Pete Rose returns to baseball…for a day

Alex Chopskie of Trumbull, Conn., top holds a sign pushing Pete Rose for the Hall of Fame as Rose sits in the dugout in Bridgeport, Conn. (Jessica Hill / AP)

The Pete Rose Reinstatement Tour made a stop Monday night in Bridgeport, Conn., where baseball’s all-time hits leader managed a game, made a joke about Donald Sterling and stressed again how he hopes Commissioner Bud Selig will see fit to lift a lifetime ban that’s now in its 25th year.

Wearing slacks and an oversized shirt, the 73-year-old Rose was de facto manager of the Bridgeport Bluefish, which is allowable because the Bluefish are unaffiliated with any major league club. Rose was banned by the late Bart Giamatti in 1989 for gambling while managing the Cincinnati Reds.

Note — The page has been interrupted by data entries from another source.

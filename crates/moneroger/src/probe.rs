//! TCP readiness probing for supervised services.

use std::net::{TcpStream, ToSocketAddrs};
use std::thread;
use std::time::{Duration, Instant};

use thiserror::Error;
use tracing::{debug, info};

use crate::context::{Context, ContextError};
use crate::errors::Kind;

const PROBE_TARGET: &str = concat!(env!("CARGO_PKG_NAME"), "::probe");
const PROBE_HOST: &str = "localhost";

/// Default budget for a service to start accepting connections.
pub const DEFAULT_STARTUP_TIMEOUT: Duration = Duration::from_secs(30);
/// Default pause between connection attempts.
pub const DEFAULT_POLL_INTERVAL: Duration = Duration::from_secs(1);
/// Default timeout for a single connection attempt.
pub const DEFAULT_ATTEMPT_TIMEOUT: Duration = Duration::from_secs(1);

/// Reports whether something accepts TCP connections on a local port.
pub trait PortProbe: Send + Sync {
    /// Returns `true` when `localhost:<port>` accepts a connection.
    fn port_open(&self, port: u16) -> bool;
}

/// Probe that opens and immediately drops a TCP connection.
#[derive(Debug, Clone, Copy)]
pub struct TcpPortProbe {
    attempt_timeout: Duration,
}

impl TcpPortProbe {
    /// Builds a probe bounding each connection attempt by `attempt_timeout`.
    #[must_use]
    pub const fn new(attempt_timeout: Duration) -> Self {
        Self { attempt_timeout }
    }
}

impl Default for TcpPortProbe {
    fn default() -> Self {
        Self::new(DEFAULT_ATTEMPT_TIMEOUT)
    }
}

impl PortProbe for TcpPortProbe {
    fn port_open(&self, port: u16) -> bool {
        let Ok(addresses) = (PROBE_HOST, port).to_socket_addrs() else {
            return false;
        };
        addresses
            .into_iter()
            .any(|address| TcpStream::connect_timeout(&address, self.attempt_timeout).is_ok())
    }
}

/// Timing knobs for [`wait_for_port`].
#[derive(Debug, Clone, Copy, PartialEq, Eq)]
pub struct ProbeSettings {
    /// Total budget before giving up.
    pub startup_timeout: Duration,
    /// Pause between failed attempts.
    pub poll_interval: Duration,
    /// Timeout for each connection attempt.
    pub attempt_timeout: Duration,
}

impl Default for ProbeSettings {
    fn default() -> Self {
        Self {
            startup_timeout: DEFAULT_STARTUP_TIMEOUT,
            poll_interval: DEFAULT_POLL_INTERVAL,
            attempt_timeout: DEFAULT_ATTEMPT_TIMEOUT,
        }
    }
}

/// Reasons [`wait_for_port`] gave up.
#[derive(Debug, Error, PartialEq, Eq)]
pub enum ProbeError {
    /// The caller's context was cancelled or expired.
    #[error("readiness wait aborted: {0}")]
    Context(#[from] ContextError),
    /// The port never accepted a connection within the startup budget.
    #[error("port {port} not ready after {}ms", .timeout.as_millis())]
    TimedOut {
        /// Port that was probed.
        port: u16,
        /// Budget that elapsed.
        timeout: Duration,
    },
}

impl ProbeError {
    /// Taxonomy kind for this failure.
    #[must_use]
    pub const fn kind(&self) -> Kind {
        match self {
            Self::TimedOut { .. } => Kind::Timeout,
            Self::Context(reason) => reason.kind(),
        }
    }
}

/// Blocks until `port` accepts connections.
///
/// The context is checked before every attempt, so a cancelled context
/// returns at once and cancellation latency is bounded by the poll interval.
///
/// # Errors
///
/// Returns [`ProbeError::Context`] when the context stops admitting work and
/// [`ProbeError::TimedOut`] once the startup budget elapses.
pub fn wait_for_port(
    ctx: &Context,
    probe: &dyn PortProbe,
    port: u16,
    settings: &ProbeSettings,
) -> Result<(), ProbeError> {
    let started = Instant::now();
    let timed_out = || ProbeError::TimedOut {
        port,
        timeout: settings.startup_timeout,
    };
    let deadline = started
        .checked_add(settings.startup_timeout)
        .ok_or_else(timed_out)?;
    let mut attempts: u32 = 0;

    loop {
        ctx.check()?;
        attempts = attempts.saturating_add(1);
        if probe.port_open(port) {
            info!(
                target: PROBE_TARGET,
                port,
                attempts,
                elapsed_ms = started.elapsed().as_millis(),
                "port accepting connections"
            );
            return Ok(());
        }

        let now = Instant::now();
        if now >= deadline {
            return Err(timed_out());
        }
        let mut pause = settings.poll_interval.min(deadline - now);
        if let Some(remaining) = ctx.remaining() {
            pause = pause.min(remaining);
        }
        debug!(
            target: PROBE_TARGET,
            port,
            attempts,
            pause_ms = pause.as_millis(),
            "port not ready"
        );
        thread::sleep(pause);
    }
}

#[cfg(test)]
mod tests {
    use std::net::TcpListener;
    use std::sync::Mutex;

    use rstest::rstest;

    use super::*;

    struct ScriptedProbe {
        answers: Mutex<Vec<bool>>,
        calls: Mutex<u32>,
    }

    impl ScriptedProbe {
        fn new(answers: &[bool]) -> Self {
            let mut reversed = answers.to_vec();
            reversed.reverse();
            Self {
                answers: Mutex::new(reversed),
                calls: Mutex::new(0),
            }
        }

        fn calls(&self) -> u32 {
            *self.calls.lock().expect("calls lock")
        }
    }

    impl PortProbe for ScriptedProbe {
        fn port_open(&self, _port: u16) -> bool {
            *self.calls.lock().expect("calls lock") += 1;
            self.answers.lock().expect("answers lock").pop().unwrap_or(false)
        }
    }

    fn quick() -> ProbeSettings {
        ProbeSettings {
            startup_timeout: Duration::from_millis(300),
            poll_interval: Duration::from_millis(20),
            attempt_timeout: Duration::from_millis(100),
        }
    }

    fn free_port() -> u16 {
        let listener = TcpListener::bind("127.0.0.1:0").expect("bind ephemeral port");
        listener.local_addr().expect("local addr").port()
    }

    #[test]
    fn cancelled_context_returns_without_probing() {
        let ctx = Context::background();
        ctx.cancel();
        let probe = ScriptedProbe::new(&[true]);
        let started = Instant::now();

        let result = wait_for_port(&ctx, &probe, 18081, &ProbeSettings::default());

        assert_eq!(result, Err(ProbeError::Context(ContextError::Cancelled)));
        assert_eq!(probe.calls(), 0);
        assert!(started.elapsed() < Duration::from_millis(100));
    }

    #[test]
    fn retries_until_the_port_opens() {
        let probe = ScriptedProbe::new(&[false, false, true]);
        let result = wait_for_port(&Context::background(), &probe, 18081, &quick());
        assert_eq!(result, Ok(()));
        assert_eq!(probe.calls(), 3);
    }

    #[test]
    fn gives_up_after_the_startup_budget() {
        let probe = ScriptedProbe::new(&[]);
        let started = Instant::now();

        let result = wait_for_port(&Context::background(), &probe, 18089, &quick());

        assert_eq!(
            result,
            Err(ProbeError::TimedOut {
                port: 18089,
                timeout: Duration::from_millis(300),
            })
        );
        assert!(started.elapsed() >= Duration::from_millis(300));
    }

    #[test]
    fn context_deadline_stops_the_wait() {
        let ctx = Context::with_timeout(Duration::from_millis(50));
        let probe = ScriptedProbe::new(&[]);
        let settings = ProbeSettings {
            startup_timeout: Duration::from_secs(30),
            ..quick()
        };

        let result = wait_for_port(&ctx, &probe, 18081, &settings);

        assert_eq!(
            result,
            Err(ProbeError::Context(ContextError::DeadlineExceeded))
        );
    }

    #[rstest]
    #[case::timed_out(ProbeError::TimedOut { port: 1, timeout: Duration::ZERO }, Kind::Timeout)]
    #[case::deadline(ProbeError::Context(ContextError::DeadlineExceeded), Kind::Timeout)]
    #[case::cancelled(ProbeError::Context(ContextError::Cancelled), Kind::Network)]
    fn probe_errors_map_to_kinds(#[case] error: ProbeError, #[case] kind: Kind) {
        assert_eq!(error.kind(), kind);
    }

    #[test]
    fn tcp_probe_sees_a_bound_listener() {
        let listener = TcpListener::bind("127.0.0.1:0").expect("bind ephemeral port");
        let port = listener.local_addr().expect("local addr").port();
        assert!(TcpPortProbe::default().port_open(port));
    }

    #[test]
    fn tcp_probe_reports_closed_port() {
        let port = free_port();
        assert!(!TcpPortProbe::new(Duration::from_millis(200)).port_open(port));
    }

    #[test]
    fn port_opening_within_one_interval_is_seen_promptly() {
        let port = free_port();
        let interval = Duration::from_millis(400);
        let settings = ProbeSettings {
            startup_timeout: Duration::from_secs(5),
            poll_interval: interval,
            attempt_timeout: Duration::from_millis(200),
        };
        let binder = thread::spawn(move || {
            thread::sleep(Duration::from_millis(150));
            let listener = TcpListener::bind(("127.0.0.1", port)).expect("bind probed port");
            thread::sleep(Duration::from_secs(2));
            drop(listener);
        });
        let started = Instant::now();

        let result = wait_for_port(
            &Context::background(),
            &TcpPortProbe::new(settings.attempt_timeout),
            port,
            &settings,
        );

        assert_eq!(result, Ok(()));
        assert!(
            started.elapsed() < interval + Duration::from_millis(300),
            "took {:?}",
            started.elapsed()
        );
        binder.join().expect("binder thread");
    }
}
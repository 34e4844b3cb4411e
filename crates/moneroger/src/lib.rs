//! Supervision of a `monerod` daemon and its dependent `monero-wallet-rpc`.
//!
//! A [`Supervisor`] owns one external service: it attaches to a port that is
//! already served, otherwise it locates and spawns the executable, waits for
//! its RPC port to accept connections, and later stops it with `SIGINT`
//! within a bounded timeout. The [`Coordinator`] starts the daemon before the
//! wallet, hands the daemon's address and credentials to the wallet, and
//! stops the pair in reverse order.
//!
//! Every failure that leaves the crate is a [`ServiceError`] carrying the
//! [`Component`], the [`Op`] in flight and a [`Kind`]; [`kind_of`] recovers
//! the kind through any number of wrapping layers.
//!
//! External seams (executable lookup, secret generation, port probing and
//! process spawning) are traits bundled in [`Collaborators`], so the
//! lifecycle can run against doubles.

pub mod collaborators;
pub mod context;
pub mod coordinator;
pub mod credentials;
pub mod errors;
pub mod launch;
pub mod locate;
pub mod probe;
pub mod process;
pub mod signal;
pub mod telemetry;

pub use collaborators::Collaborators;
pub use context::{Context, ContextError};
pub use coordinator::Coordinator;
pub use credentials::{Credentials, RandomSecret, SecretSource};
pub use errors::{Component, Kind, Op, ServiceError, classify, kind_of, same_kind};
pub use launch::{LaunchError, run, run_with};
pub use locate::{LocateError, Locator, SearchPathLocator};
pub use probe::{PortProbe, ProbeError, ProbeSettings, TcpPortProbe, wait_for_port};
pub use process::{
    Escalation, ManagedService, ServiceOptions, ServiceState, StartupFailurePolicy, Supervisor,
    SupervisorSettings,
};
pub use telemetry::{TelemetryError, TelemetryHandle};

#[cfg(test)]
pub(crate) mod test_support;

#[cfg(test)]
mod tests;
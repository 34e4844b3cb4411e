//! Behaviour suites for the supervisor, coordinator and run sequence.


type StepResult = Result<(), String>;

fn parse_count(text: &str) -> Result<usize, String> {
    text.parse()
        .map_err(|error| format!("'{text}' is not a count: {error}"))
}
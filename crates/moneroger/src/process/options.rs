//! Static description of one supervised service.

use std::ffi::OsString;
use std::path::{Path, PathBuf};

use moneroger_config::Config;
use thiserror::Error;

use crate::credentials::Credentials;
use crate::errors::Component;

const DAEMON_PROGRAM: &str = "monerod";
const WALLET_PROGRAM: &str = "monero-wallet-rpc";

/// Immutable per-service settings.
#[derive(Clone, Default, PartialEq, Eq)]
pub struct ServiceOptions {
    /// Data directory (daemon) or wallet directory (wallet).
    pub directory: PathBuf,
    /// RPC port the service binds.
    pub port: u16,
    /// Run against the test network.
    pub testnet: bool,
    /// Explicit RPC username.
    pub rpc_user: Option<String>,
    /// Explicit RPC password.
    pub rpc_pass: Option<String>,
    /// Explicit executable path, bypassing the locator.
    pub binary: Option<PathBuf>,
}

impl std::fmt::Debug for ServiceOptions {
    fn fmt(&self, f: &mut std::fmt::Formatter<'_>) -> std::fmt::Result {
        f.debug_struct("ServiceOptions")
            .field("directory", &self.directory)
            .field("port", &self.port)
            .field("testnet", &self.testnet)
            .field("rpc_user", &self.rpc_user)
            .field("rpc_pass", &self.rpc_pass.as_ref().map(|_| "<redacted>"))
            .field("binary", &self.binary)
            .finish()
    }
}

impl ServiceOptions {
    /// Daemon settings drawn from `config`.
    #[must_use]
    pub fn daemon(config: &Config) -> Self {
        Self {
            directory: config.data_dir().map(Path::to_path_buf).unwrap_or_default(),
            port: config.daemon_port,
            testnet: config.testnet,
            rpc_user: config.daemon_rpc_user.clone(),
            rpc_pass: config.daemon_rpc_pass.clone(),
            binary: config.monerod_bin.clone(),
        }
    }

    /// Wallet settings drawn from `config`.
    #[must_use]
    pub fn wallet(config: &Config) -> Self {
        Self {
            directory: config.wallet_dir().map(Path::to_path_buf).unwrap_or_default(),
            port: config.wallet_port,
            testnet: config.testnet,
            rpc_user: config.wallet_rpc_user.clone(),
            rpc_pass: config.wallet_rpc_pass.clone(),
            binary: config.wallet_rpc_bin.clone(),
        }
    }
}

/// How the wallet reaches its daemon.
#[derive(Debug, Clone, PartialEq, Eq)]
pub struct DaemonEndpoint {
    /// Daemon RPC port.
    pub port: u16,
    /// Daemon RPC credentials.
    pub credentials: Credentials,
}

impl DaemonEndpoint {
    /// Address passed to `--daemon-address`.
    #[must_use]
    pub fn address(&self) -> String {
        format!("http://localhost:{}", self.port)
    }
}

/// Which service a supervisor manages.
#[derive(Debug, Clone, PartialEq, Eq)]
pub enum Role {
    /// `monerod`.
    Daemon,
    /// `monero-wallet-rpc`, bound to a daemon.
    Wallet {
        /// Daemon the wallet talks to.
        daemon: DaemonEndpoint,
        /// Password unlocking the wallet file.
        password: Option<String>,
    },
}

impl Role {
    /// Taxonomy component for failures of this service.
    #[must_use]
    pub const fn component(&self) -> Component {
        match self {
            Self::Daemon => Component::Daemon,
            Self::Wallet { .. } => Component::WalletRpc,
        }
    }

    /// Executable name looked up on the search path.
    #[must_use]
    pub const fn program(&self) -> &'static str {
        match self {
            Self::Daemon => DAEMON_PROGRAM,
            Self::Wallet { .. } => WALLET_PROGRAM,
        }
    }
}

/// Settings rejected before launch.
#[derive(Debug, Error, PartialEq, Eq)]
pub enum OptionsError {
    /// Port zero cannot be bound predictably.
    #[error("{program} RPC port must be between 1 and 65535")]
    InvalidPort {
        /// Executable the port belongs to.
        program: &'static str,
    },
    /// The wallet was pointed at daemon port zero.
    #[error("daemon port for {program} must be between 1 and 65535")]
    InvalidDaemonPort {
        /// Executable holding the link.
        program: &'static str,
    },
    /// No working directory was supplied.
    #[error("{program} requires a directory")]
    MissingDirectory {
        /// Executable lacking a directory.
        program: &'static str,
    },
}

/// Checks `options` for values that cannot produce a working service.
pub(crate) fn validate(role: &Role, options: &ServiceOptions) -> Result<(), OptionsError> {
    let program = role.program();
    if options.port == 0 {
        return Err(OptionsError::InvalidPort { program });
    }
    if options.directory.as_os_str().is_empty() {
        return Err(OptionsError::MissingDirectory { program });
    }
    if let Role::Wallet { daemon, .. } = role {
        if daemon.port == 0 {
            return Err(OptionsError::InvalidDaemonPort { program });
        }
    }
    Ok(())
}

/// Command line for the service executable.
pub(crate) fn arguments(
    role: &Role,
    options: &ServiceOptions,
    credentials: &Credentials,
) -> Vec<OsString> {
    let mut args = Vec::new();
    match role {
        Role::Daemon => {
            option(&mut args, "--data-dir", &options.directory);
            option(&mut args, "--rpc-bind-port", options.port.to_string());
            option(&mut args, "--rpc-login", credentials.login());
            args.push("--non-interactive".into());
        }
        Role::Wallet { daemon, password } => {
            option(&mut args, "--wallet-dir", &options.directory);
            option(&mut args, "--rpc-bind-port", options.port.to_string());
            option(&mut args, "--daemon-address", daemon.address());
            option(&mut args, "--daemon-login", daemon.credentials.login());
            option(&mut args, "--rpc-login", credentials.login());
            if let Some(secret) = password {
                option(&mut args, "--password", secret);
            }
        }
    }
    if options.testnet {
        args.push("--testnet".into());
    }
    args
}

fn option(args: &mut Vec<OsString>, flag: &str, value: impl Into<OsString>) {
    args.push(flag.into());
    args.push(value.into());
}
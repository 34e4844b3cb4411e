//! Top-level run sequence for the `moneroger` binary.

use std::fs;
use std::io;
use std::path::{Path, PathBuf};
use std::sync::Arc;
use std::time::Duration;

use ortho_config::{OrthoConfig, OrthoError};
use thiserror::Error;
use tracing::info;

use moneroger_config::{Config, ConfigError};

use crate::collaborators::Collaborators;
use crate::context::Context;
use crate::coordinator::Coordinator;
use crate::errors::ServiceError;
use crate::probe::DEFAULT_ATTEMPT_TIMEOUT;
use crate::signal::{ShutdownError, ShutdownSignal, SystemShutdownSignal};
use crate::telemetry::{self, TelemetryError};

const LAUNCH_TARGET: &str = concat!(env!("CARGO_PKG_NAME"), "::launch");

/// Budget for stopping both services once a signal arrives.
pub const SHUTDOWN_BUDGET: Duration = Duration::from_secs(30);

/// Source of the runtime configuration.
pub trait ConfigLoader: Send + Sync {
    /// Loads the configuration.
    ///
    /// # Errors
    ///
    /// Returns the loader's error when no configuration can be assembled.
    fn load(&self) -> Result<Config, Arc<OrthoError>>;
}

/// Loader that delegates to [`Config::load`].
#[derive(Debug, Default, Clone, Copy)]
pub struct SystemConfigLoader;

impl ConfigLoader for SystemConfigLoader {
    fn load(&self) -> Result<Config, Arc<OrthoError>> {
        Config::load()
    }
}

/// Loader returning a fixed configuration.
#[derive(Debug, Clone)]
pub struct StaticConfigLoader {
    config: Config,
}

impl StaticConfigLoader {
    /// Wraps `config`.
    #[must_use]
    pub const fn new(config: Config) -> Self {
        Self { config }
    }
}

impl ConfigLoader for StaticConfigLoader {
    fn load(&self) -> Result<Config, Arc<OrthoError>> {
        Ok(self.config.clone())
    }
}

/// Failures that end a run.
#[derive(Debug, Error)]
pub enum LaunchError {
    /// Configuration failed to load.
    #[error("failed to load configuration: {source}")]
    Load {
        /// Underlying loader error.
        #[source]
        source: Arc<OrthoError>,
    },
    /// Configuration loaded but is unusable.
    #[error(transparent)]
    Config(#[from] ConfigError),
    /// Logging could not be installed.
    #[error(transparent)]
    Telemetry(#[from] TelemetryError),
    /// A data or wallet directory could not be created.
    #[error("failed to prepare directory '{}': {source}", .path.display())]
    Directory {
        /// Directory that could not be created.
        path: PathBuf,
        /// Underlying IO error.
        #[source]
        source: io::Error,
    },
    /// Signal handlers could not be installed.
    #[error(transparent)]
    Signal(#[from] ShutdownError),
    /// A supervised service failed to start or stop.
    #[error(transparent)]
    Service(#[from] ServiceError),
}

/// Runs the supervisor with production collaborators.
///
/// # Errors
///
/// Returns the first [`LaunchError`] encountered.
pub fn run() -> Result<(), LaunchError> {
    let signal = SystemShutdownSignal::install()?;
    run_with(
        &SystemConfigLoader,
        &Collaborators::system(DEFAULT_ATTEMPT_TIMEOUT),
        &signal,
    )
}

/// Runs the supervisor with injected collaborators.
///
/// Loads and validates configuration, starts the daemon and wallet, blocks
/// until `signal` fires, then stops both within [`SHUTDOWN_BUDGET`].
///
/// # Errors
///
/// Returns the first [`LaunchError`] encountered. A startup failure leaves
/// already-running services to the configured startup failure policy.
pub fn run_with(
    loader: &dyn ConfigLoader,
    collaborators: &Collaborators,
    signal: &dyn ShutdownSignal,
) -> Result<(), LaunchError> {
    let config = loader
        .load()
        .map_err(|source| LaunchError::Load { source })?;
    telemetry::initialise(&config)?;
    config.validate()?;
    prepare_directories(&config)?;

    info!(
        target: LAUNCH_TARGET,
        daemon_port = config.daemon_port,
        wallet_port = config.wallet_port,
        testnet = config.testnet,
        "starting services"
    );
    let coordinator = Coordinator::create(&Context::background(), &config, collaborators)?;
    info!(
        target: LAUNCH_TARGET,
        daemon_pid = %coordinator.daemon_pid(),
        wallet_pid = %coordinator.wallet_pid(),
        "services ready"
    );

    signal.wait()?;
    coordinator.shutdown(&Context::with_timeout(SHUTDOWN_BUDGET))?;
    info!(target: LAUNCH_TARGET, "shutdown sequence completed");
    Ok(())
}

fn prepare_directories(config: &Config) -> Result<(), LaunchError> {
    for directory in [config.data_dir(), config.wallet_dir()].into_iter().flatten() {
        create_directory(directory)?;
    }
    Ok(())
}

fn create_directory(path: &Path) -> Result<(), LaunchError> {
    fs::create_dir_all(path).map_err(|source| LaunchError::Directory {
        path: path.to_path_buf(),
        source,
    })
}
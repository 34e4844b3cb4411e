//! Structured logging for the supervisor binary.

use std::io::{self, IsTerminal};

use once_cell::sync::OnceCell;
use tracing::{Subscriber, subscriber::SetGlobalDefaultError};
use tracing_subscriber::EnvFilter;
use tracing_subscriber::fmt;

use moneroger_config::{Config, LogFormat};

static TELEMETRY_GUARD: OnceCell<()> = OnceCell::new();

/// Handle returned once telemetry is installed.
#[derive(Debug, Default, Clone, Copy)]
pub struct TelemetryHandle;

/// Errors encountered while configuring telemetry.
#[derive(Debug, thiserror::Error)]
pub enum TelemetryError {
    /// The configured filter expression did not parse.
    #[error("invalid log filter: {0}")]
    Filter(String),
    /// Another global subscriber was already installed.
    #[error("failed to install telemetry subscriber: {0}")]
    Subscriber(SetGlobalDefaultError),
}

/// Installs the global subscriber on first use.
///
/// Later calls return a fresh [`TelemetryHandle`] without touching global
/// state, even when `config` differs from the first call.
///
/// # Errors
///
/// Returns [`TelemetryError::Filter`] for an unparsable `log_filter` and
/// [`TelemetryError::Subscriber`] when a foreign subscriber is already set.
///
/// # Examples
///
/// ```rust
/// use moneroger::telemetry;
/// use moneroger_config::{Config, LogFormat};
///
/// # fn main() -> Result<(), moneroger::TelemetryError> {
/// let config = Config {
///     log_format: LogFormat::Json,
///     ..Config::default()
/// };
/// let first = telemetry::initialise(&config)?;
///
/// // The second call keeps the JSON subscriber installed above.
/// let second = telemetry::initialise(&Config::default())?;
/// drop((first, second));
/// # Ok(())
/// # }
/// ```
pub fn initialise(config: &Config) -> Result<TelemetryHandle, TelemetryError> {
    TELEMETRY_GUARD
        .get_or_try_init(|| install_subscriber(config))
        .map(|()| TelemetryHandle)
}

fn install_subscriber(config: &Config) -> Result<(), TelemetryError> {
    let filter = EnvFilter::try_new(config.log_filter())
        .map_err(|error| TelemetryError::Filter(error.to_string()))?;

    let builder = |env_filter: EnvFilter| {
        fmt::Subscriber::builder()
            .with_env_filter(env_filter)
            .with_target(true)
            .with_level(true)
            .with_thread_ids(false)
            .with_thread_names(false)
            .with_writer(io::stderr)
            .with_ansi(io::stderr().is_terminal())
            .with_timer(fmt::time::UtcTime::rfc_3339())
    };

    let subscriber: Box<dyn Subscriber + Send + Sync> = match config.log_format() {
        LogFormat::Json => Box::new(builder(filter).json().flatten_event(true).finish()),
        LogFormat::Compact => Box::new(builder(filter).compact().finish()),
    };

    tracing::subscriber::set_global_default(subscriber).map_err(TelemetryError::Subscriber)
}
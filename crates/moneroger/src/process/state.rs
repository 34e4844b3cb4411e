use strum::Display;

/// Lifecycle position of one supervised service.
#[derive(Debug, Clone, Copy, Default, PartialEq, Eq, Hash, Display)]
#[strum(serialize_all = "lowercase")]
pub enum ServiceState {
    /// Constructed, never started.
    #[default]
    Unknown,
    /// Spawning or waiting for readiness.
    Starting,
    /// Accepting connections, whether spawned here or attached.
    Running,
    /// Interrupted and waiting for exit.
    Stopping,
    /// Observed to exit.
    Stopped,
    /// The last lifecycle call failed.
    Failed,
}

impl ServiceState {
    /// Reports whether the service is expected to answer on its port.
    #[must_use]
    pub const fn is_running(self) -> bool {
        matches!(self, Self::Running)
    }
}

He’s moved on with his life, signing autographs and making personal appearances, and he was asked Monday if he had any advice for Donald Sterling, the Los Angeles Clippers’ owner who is under a lifetime ban from the NBA for racist comments.

“All I can say about Donald Sterling is, my fiancee is a lot better looking than his girlfriend,” Rose joked (via the Associated Press). Then he turned serious. “A lifetime ban is a long time.”

Selig, who leaves office next January, may be his best hope, Rose told USA Today’s Bob Nightengale:

“Buddies tell me that I’ve got a good chance to be on the ballot when Bud leaves office,” Rose says. “But hey, what if the next commissioner is Bud’s best friend? What if my best chance is for Bud to reinstate me himself?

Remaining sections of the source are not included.